We all face conflict at some point. For most of us, it is an everyday occurrence that defines daily life. In Claiborne's book, Jesus For President, he talks about how Christ dealt with conflict. While it was very enlightening, I can't say that it stuck with me. The book is put together in an almost journal-like fashion, which made it interesting to the eye, but for an ADD person like myself, it is distracting.

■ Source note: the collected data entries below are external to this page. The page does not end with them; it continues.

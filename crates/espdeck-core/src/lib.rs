//! Reactive data layer between `espdeck-api` and UI consumers (CLI / TUI).
//!
//! This crate owns the client-side state synchronization loop for a
//! smart-home bridge:
//!
//! - **[`Controller`]**: central facade. [`start()`](Controller::start)
//!   spawns the poll task, which reads devices, status and logs once
//!   immediately and then on every period.
//!   [`Controller::oneshot()`](Controller::oneshot) runs a single closure
//!   without a timer for CLI invocations.
//!
//! - **[`DataStore`]**: three independently replaced snapshots (device list,
//!   bridge status, log window) broadcast through `tokio::sync::watch`.
//!   A successful write merges only the affected device.
//!
//! - **[`EntityStream<T>`]**: subscription handle vended by the store, with
//!   `current()` / `latest()` / `changed()` for reactive rendering.
//!
//! - **[`Notice`]**: broadcast of user-facing acknowledgements and
//!   developer-facing diagnostics.
//!
//! - **[`Command`]**: typed write requests for
//!   [`Controller::execute`](Controller::execute).

pub mod command;
pub mod config;
pub mod controller;
pub mod convert;
pub mod error;
pub mod model;
pub mod notice;
pub mod store;
pub mod stream;

// ── Primary re-exports ──────────────────────────────────────────────
pub use command::{Command, CommandResult};
pub use config::{BridgeConfig, TlsVerification};
pub use controller::{Controller, RefreshOutcome};
pub use error::CoreError;
pub use notice::{Notice, Operation};
pub use store::{DataStore, RefreshKind};
pub use stream::EntityStream;

pub use model::{BridgeStatus, Device, DeviceCategory, LogEntry, LogLevel};
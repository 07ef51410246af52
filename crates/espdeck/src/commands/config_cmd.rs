//! Config subcommand handlers.

use dialoguer::{Confirm, Input};

use crate::cli::{ConfigArgs, ConfigCommand, GlobalOpts};
use crate::config::{self, Config, Profile};
use crate::error::CliError;
use crate::output;

/// Map a dialoguer / interactive I/O failure into CliError.
fn prompt_err(e: impl std::fmt::Display) -> CliError {
    CliError::Validation {
        field: "interactive".into(),
        reason: format!("prompt failed: {e}"),
    }
}

fn parse_flag<T: std::str::FromStr>(field: &str, value: &str, hint: &str) -> Result<T, CliError> {
    value.parse().map_err(|_| CliError::Validation {
        field: field.into(),
        reason: hint.into(),
    })
}

/// Apply `key = value` to a profile, validating as the loader would.
fn set_profile_key(profile: &mut Profile, key: &str, value: String) -> Result<(), CliError> {
    match key {
        "endpoint" => {
            config::parse_endpoint(&value)?;
            profile.endpoint = value;
        }
        "insecure" => profile.insecure = Some(parse_flag(key, &value, "must be 'true' or 'false'")?),
        "ca_cert" | "ca-cert" => profile.ca_cert = Some(value.into()),
        "timeout" => {
            profile.timeout = Some(parse_flag(key, &value, "must be a number (seconds)")?);
        }
        "poll_interval" | "poll-interval" => {
            config::parse_interval("poll_interval", &value)?;
            profile.poll_interval = Some(value);
        }
        "log_limit" | "log-limit" => {
            profile.log_limit = Some(parse_flag(key, &value, "must be a whole number")?);
        }
        other => {
            return Err(CliError::Validation {
                field: other.into(),
                reason: format!(
                    "unknown config key '{other}'. Valid keys: endpoint, insecure, \
                     ca_cert, timeout, poll_interval, log_limit"
                ),
            });
        }
    }
    Ok(())
}

// ── Handler ─────────────────────────────────────────────────────────

pub fn handle(args: ConfigArgs, global: &GlobalOpts) -> Result<(), CliError> {
    match args.command {
        // ── Init: interactive wizard ────────────────────────────────
        ConfigCommand::Init => {
            let config_path = config::config_path();
            eprintln!("espdeck configuration wizard");
            eprintln!("   Config path: {}\n", config_path.display());

            let profile_name: String = Input::new()
                .with_prompt("Profile name")
                .default("default".into())
                .interact_text()
                .map_err(prompt_err)?;

            let endpoint: String = Input::new()
                .with_prompt("Bridge endpoint URL")
                .default("http://192.168.1.100/api/bridge".into())
                .validate_with(|input: &String| {
                    config::parse_endpoint(input)
                        .map(|_| ())
                        .map_err(|e| e.to_string())
                })
                .interact_text()
                .map_err(prompt_err)?;

            let insecure = endpoint.starts_with("https://")
                && Confirm::new()
                    .with_prompt("Accept a self-signed certificate?")
                    .default(false)
                    .interact()
                    .map_err(prompt_err)?;

            let poll_interval: String = Input::new()
                .with_prompt("Poll interval")
                .default("3s".into())
                .validate_with(|input: &String| {
                    config::parse_interval("poll_interval", input)
                        .map(|_| ())
                        .map_err(|e| e.to_string())
                })
                .interact_text()
                .map_err(prompt_err)?;

            let profile = Profile {
                endpoint,
                insecure: insecure.then_some(true),
                poll_interval: (poll_interval != "3s").then_some(poll_interval),
                ..Profile::default()
            };

            let mut cfg = config::load_config_or_default();
            cfg.profiles.insert(profile_name.clone(), profile);
            cfg.default_profile = Some(profile_name.clone());

            let path = config::save_config(&cfg)?;

            eprintln!("\n✓ Configuration written to {}", path.display());
            eprintln!("  Active profile: {profile_name}");
            eprintln!("\n  Test it: espdeck status");

            Ok(())
        }

        // ── Show ────────────────────────────────────────────────────
        ConfigCommand::Show => {
            let cfg = config::load_config_or_default();
            let out = output::render_single(
                global.output,
                &cfg,
                |c: &Config| {
                    toml::to_string_pretty(c).unwrap_or_else(|e| format!("<unprintable: {e}>"))
                },
                |c| c.active_profile_name().to_owned(),
            );
            output::print_output(&out, global.quiet);
            Ok(())
        }

        // ── Path ────────────────────────────────────────────────────
        ConfigCommand::Path => {
            println!("{}", config::config_path().display());
            Ok(())
        }

        // ── Set <key> <value> ───────────────────────────────────────
        ConfigCommand::Set { key, value } => {
            let mut cfg = config::load_config()?;
            let profile_name = config::active_profile_name(global, &cfg);

            let profile = cfg.profiles.entry(profile_name.clone()).or_default();
            set_profile_key(profile, &key, value)?;

            config::save_config(&cfg)?;
            if !global.quiet {
                eprintln!("✓ Set {key} on profile '{profile_name}'");
            }
            Ok(())
        }

        // ── Profiles ────────────────────────────────────────────────
        ConfigCommand::Profiles => {
            let cfg = config::load_config_or_default();
            let default = cfg.active_profile_name();
            if cfg.profiles.is_empty() {
                eprintln!("No profiles configured. Run: espdeck config init");
            } else {
                for name in cfg.profiles.keys() {
                    let marker = if name == default { " *" } else { "" };
                    println!("{name}{marker}");
                }
            }
            Ok(())
        }

        // ── Use <name> ─────────────────────────────────────────────
        ConfigCommand::Use { name } => {
            let mut cfg = config::load_config()?;
            cfg.profile(&name)?;

            cfg.default_profile = Some(name.clone());
            config::save_config(&cfg)?;
            if !global.quiet {
                eprintln!("✓ Default profile set to '{name}'");
            }
            Ok(())
        }
    }
}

Some of the points that did stick with me: Jesus would never run for president. In many places in the Bible, kings, rulers and governments were referred to as evil. To prove that point further, the author describes how God freed the Israelites from Pharaoh and had this essentially Utopian society all set up and waiting for them. But what did they do? They begged for a king! God was not pleased because he had just freed them from tyranny, and here they were asking for it again. It took a brief look at the way of life that God had planned out for His people, and I have to say, it was a pretty sweet deal. And I now blame the Israelites for Obama. They wanted to be ruled, and they got it. I'm just sayin'. Another point that really got me was the passage where Jesus tells us to 'turn the other cheek'. I always misunderstood that verse. Instead of telling us to be doormats and take the constant beating of others, Claiborne points out that in Jewish custom, one could only strike another with the right hand. And Jesus specifically says, 'if a man strikes you on the left cheek, turn and offer him your right'. Well, for a man to strike someone in an inferior way, it would be a back hand, which is what Jesus is describing. But when you turn and offer him your right cheek, you are offering to let him strike you with his pen hand or fist, which you would only do to an equal. So, I'm not quite sure how that helps the situation, I'm sure that Christ had meaning for that, and it will come to me when He wants it to. I'm not sure I am the person to be telling anyone else how to handle conflict management. Can't teach what you haven't mastered.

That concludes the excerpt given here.